Do I have enough credits for my major/minor in Religious Studies?

Especially when convocation time draws near, students should verify they have the required courses and have earned the credit needed to graduate with a minor or major in religious studies. Program requirements are published in the Calendar and the webpage for Religious Studies. Students can review their program online through BearTracks using the Academic Advisement tool. They can also request an in-person advisement appointment to do a program check with the Faculty of Arts Undergraduate Student Services. Students should do a program check at least once a year with the advisor in the Religious Studies program, or with the Faculty of Arts student services.

The course is full and I want to take it. What can I do?
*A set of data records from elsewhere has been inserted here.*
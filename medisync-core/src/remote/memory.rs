//! In-process document store.
//!
//! Keeps collections in memory and pushes a fresh snapshot to every live
//! listener of a collection after each write. The access policy emulates a
//! deployment whose security rules reject owner-filtered queries, and the
//! offline switch and latency knob emulate an unreachable or slow backend.
//!
//! The server binary hosts one of these behind its HTTP API.

use std::collections::HashMap;
use std::sync::{Arc, Mutex, MutexGuard, PoisonError};
use std::time::Duration;

use chrono::Utc;
use futures::future::BoxFuture;
use futures::FutureExt;
use serde::{Deserialize, Serialize};
use uuid::Uuid;

use super::{
    merge_fields, resolve_server_timestamps, Document, Fields, LiveQuery, Query, RemoteStore,
    SnapshotSender,
};
use crate::error::RemoteError;

const PERMISSION_DENIED: &str = "Missing or insufficient permissions.";

/// Which queries the store's access rules accept.
#[derive(Debug, Clone, Copy, Default, PartialEq, Eq, Serialize, Deserialize)]
#[serde(rename_all = "kebab-case")]
pub enum AccessPolicy {
    /// Every query is allowed
    #[default]
    Open,
    /// Filtered queries fail when they are opened
    RejectFilteredAtSetup,
    /// Filtered live queries open, then deliver a permission error on the feed
    RejectFilteredOnStream,
}

impl AccessPolicy {
    fn rejects(&self, query: &Query) -> bool {
        query.is_filtered() && *self != AccessPolicy::Open
    }
}

struct Listener {
    query: Query,
    tx: SnapshotSender,
}

#[derive(Default)]
struct Inner {
    collections: HashMap<String, Vec<Document>>,
    listeners: Vec<Listener>,
    policy: AccessPolicy,
    offline: bool,
    latency: Duration,
}

impl Inner {
    fn snapshot(&self, query: &Query) -> Vec<Document> {
        self.collections
            .get(&query.collection)
            .map(|docs| docs.iter().filter(|d| query.matches(d)).cloned().collect())
            .unwrap_or_default()
    }

    /// Pushes a snapshot to every listener on `collection`, dropping closed ones.
    fn notify(&mut self, collection: &str) {
        let mut listeners = std::mem::take(&mut self.listeners);
        listeners.retain(|listener| {
            if listener.tx.is_closed() {
                return false;
            }
            if listener.query.collection != collection {
                return true;
            }
            listener.tx.send(Ok(self.snapshot(&listener.query))).is_ok()
        });
        self.listeners = listeners;
    }
}

/// In-memory multi-tenant document store.
///
/// Clones share the same documents and listeners.
#[derive(Clone, Default)]
pub struct MemoryStore {
    inner: Arc<Mutex<Inner>>,
}

impl MemoryStore {
    pub fn new() -> Self {
        Self::default()
    }

    pub fn with_policy(policy: AccessPolicy) -> Self {
        let store = Self::new();
        store.set_policy(policy);
        store
    }

    fn lock(&self) -> MutexGuard<'_, Inner> {
        self.inner.lock().unwrap_or_else(PoisonError::into_inner)
    }

    pub fn set_policy(&self, policy: AccessPolicy) {
        self.lock().policy = policy;
    }

    pub fn policy(&self) -> AccessPolicy {
        self.lock().policy
    }

    /// While offline, writes and one-shot reads fail with `Unavailable`.
    /// Open live queries stay connected.
    pub fn set_offline(&self, offline: bool) {
        self.lock().offline = offline;
    }

    /// Delays every call. Online state is checked after the delay.
    pub fn set_latency(&self, latency: Duration) {
        self.lock().latency = latency;
    }

    /// Inserts or replaces a document as-is, bypassing timestamps and rules.
    pub fn insert_document(&self, collection: &str, doc: Document) {
        let mut inner = self.lock();
        let docs = inner.collections.entry(collection.to_string()).or_default();
        match docs.iter_mut().find(|d| d.id == doc.id) {
            Some(existing) => *existing = doc,
            None => docs.push(doc),
        }
        inner.notify(collection);
    }

    /// Replaces a whole collection, e.g. when loading persisted state.
    pub fn load_collection(&self, collection: &str, docs: Vec<Document>) {
        let mut inner = self.lock();
        inner.collections.insert(collection.to_string(), docs);
        inner.notify(collection);
    }

    /// Returns every document in `collection`, in insertion order.
    pub fn documents(&self, collection: &str) -> Vec<Document> {
        self.lock()
            .collections
            .get(collection)
            .cloned()
            .unwrap_or_default()
    }

    pub fn collection_names(&self) -> Vec<String> {
        let mut names: Vec<String> = self.lock().collections.keys().cloned().collect();
        names.sort();
        names
    }

    /// Owner of a document, if it exists.
    pub fn owner_of(&self, collection: &str, id: &str) -> Option<String> {
        self.lock()
            .collections
            .get(collection)
            .and_then(|docs| docs.iter().find(|d| d.id == id))
            .and_then(|d| d.owner_id().map(str::to_string))
    }

    /// Number of open live queries on `collection`.
    pub fn active_listeners(&self, collection: &str) -> usize {
        self.lock()
            .listeners
            .iter()
            .filter(|l| l.query.collection == collection && !l.tx.is_closed())
            .count()
    }

    async fn delay(&self) {
        let latency = self.lock().latency;
        if !latency.is_zero() {
            tokio::time::sleep(latency).await;
        }
    }

    fn ensure_online(inner: &Inner) -> Result<(), RemoteError> {
        if inner.offline {
            Err(RemoteError::Unavailable("remote store is offline".to_string()))
        } else {
            Ok(())
        }
    }

    async fn add_document(
        &self,
        collection: &str,
        mut fields: Fields,
    ) -> Result<String, RemoteError> {
        self.delay().await;
        let mut inner = self.lock();
        Self::ensure_online(&inner)?;

        let id = Uuid::new_v4().simple().to_string();
        resolve_server_timestamps(&mut fields, Utc::now());
        inner
            .collections
            .entry(collection.to_string())
            .or_default()
            .push(Document::new(id.clone(), fields));
        inner.notify(collection);

        tracing::debug!("Added {}/{}", collection, id);
        Ok(id)
    }

    async fn update_document(
        &self,
        collection: &str,
        id: &str,
        mut fields: Fields,
    ) -> Result<(), RemoteError> {
        self.delay().await;
        let mut inner = self.lock();
        Self::ensure_online(&inner)?;

        resolve_server_timestamps(&mut fields, Utc::now());
        let doc = inner
            .collections
            .get_mut(collection)
            .and_then(|docs| docs.iter_mut().find(|d| d.id == id))
            .ok_or_else(|| RemoteError::NotFound(format!("{}/{}", collection, id)))?;
        merge_fields(&mut doc.fields, fields);
        inner.notify(collection);

        tracing::debug!("Updated {}/{}", collection, id);
        Ok(())
    }

    async fn delete_document(&self, collection: &str, id: &str) -> Result<(), RemoteError> {
        self.delay().await;
        let mut inner = self.lock();
        Self::ensure_online(&inner)?;

        let docs = inner
            .collections
            .get_mut(collection)
            .ok_or_else(|| RemoteError::NotFound(format!("{}/{}", collection, id)))?;
        let before = docs.len();
        docs.retain(|d| d.id != id);
        if docs.len() == before {
            return Err(RemoteError::NotFound(format!("{}/{}", collection, id)));
        }
        inner.notify(collection);

        tracing::debug!("Deleted {}/{}", collection, id);
        Ok(())
    }

    async fn get_document(
        &self,
        collection: &str,
        id: &str,
    ) -> Result<Option<Document>, RemoteError> {
        self.delay().await;
        let inner = self.lock();
        Self::ensure_online(&inner)?;
        Ok(inner
            .collections
            .get(collection)
            .and_then(|docs| docs.iter().find(|d| d.id == id))
            .cloned())
    }

    async fn run_query(&self, query: &Query) -> Result<Vec<Document>, RemoteError> {
        self.delay().await;
        let inner = self.lock();
        Self::ensure_online(&inner)?;
        if inner.policy.rejects(query) {
            return Err(RemoteError::PermissionDenied(PERMISSION_DENIED.to_string()));
        }
        Ok(inner.snapshot(query))
    }

    async fn open_listener(&self, query: &Query) -> Result<LiveQuery, RemoteError> {
        self.delay().await;
        let mut inner = self.lock();
        let (tx, live) = LiveQuery::channel();

        match inner.policy {
            AccessPolicy::RejectFilteredAtSetup if query.is_filtered() => {
                return Err(RemoteError::PermissionDenied(PERMISSION_DENIED.to_string()));
            }
            AccessPolicy::RejectFilteredOnStream if query.is_filtered() => {
                // The feed ends right after the error, like a listener torn down by the rules
                let _ = tx.send(Err(RemoteError::PermissionDenied(
                    PERMISSION_DENIED.to_string(),
                )));
                return Ok(live);
            }
            _ => {}
        }

        let _ = tx.send(Ok(inner.snapshot(query)));
        inner.listeners.push(Listener {
            query: query.clone(),
            tx,
        });
        tracing::debug!(
            "Opened listener on {} (filtered: {})",
            query.collection,
            query.is_filtered()
        );
        Ok(live)
    }
}

impl RemoteStore for MemoryStore {
    fn add<'a>(
        &'a self,
        collection: &'a str,
        fields: Fields,
    ) -> BoxFuture<'a, Result<String, RemoteError>> {
        self.add_document(collection, fields).boxed()
    }

    fn update<'a>(
        &'a self,
        collection: &'a str,
        id: &'a str,
        fields: Fields,
    ) -> BoxFuture<'a, Result<(), RemoteError>> {
        self.update_document(collection, id, fields).boxed()
    }

    fn delete<'a>(
        &'a self,
        collection: &'a str,
        id: &'a str,
    ) -> BoxFuture<'a, Result<(), RemoteError>> {
        self.delete_document(collection, id).boxed()
    }

    fn get<'a>(
        &'a self,
        collection: &'a str,
        id: &'a str,
    ) -> BoxFuture<'a, Result<Option<Document>, RemoteError>> {
        self.get_document(collection, id).boxed()
    }

    fn query<'a>(&'a self, query: &'a Query) -> BoxFuture<'a, Result<Vec<Document>, RemoteError>> {
        self.run_query(query).boxed()
    }

    fn listen<'a>(&'a self, query: &'a Query) -> BoxFuture<'a, Result<LiveQuery, RemoteError>> {
        self.open_listener(query).boxed()
    }
}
Students are concerned when they find out their desired course has reached the enrollment limit and has been closed to further registration. Remember that before a class begins, there is much fluctuation in enrollment as students drop and add classes in the process of finalizing their schedules. Add your name to the watch list through BearTracks for the class you want, and diligently monitor your email for a notification when space opens up. If there are extenuating circumstances, and you cannot get into a class that you need for your program requirements, and you are nearing the end of your program, make an appointment with your advisor to explore your options. Be aware that different teaching departments have different enrollment requirements and permissions for the classes they offer. Your advisor can help direct you the correct person who is responsible for enrollments.

I want to appeal my grade-where should I go?

First, you should reflect calmly on the grade you have received along with the feedback on the assignment from your instructor. If, after much reflection, you still think there are legitimate grounds for an appeal, you should then make every effort to resolve the matter with the professor.

The process for registering complaints about marking or grading is outlined in the Calendar in the University Regulations > Academic Regulations > Evaluation Procedures and Grading system.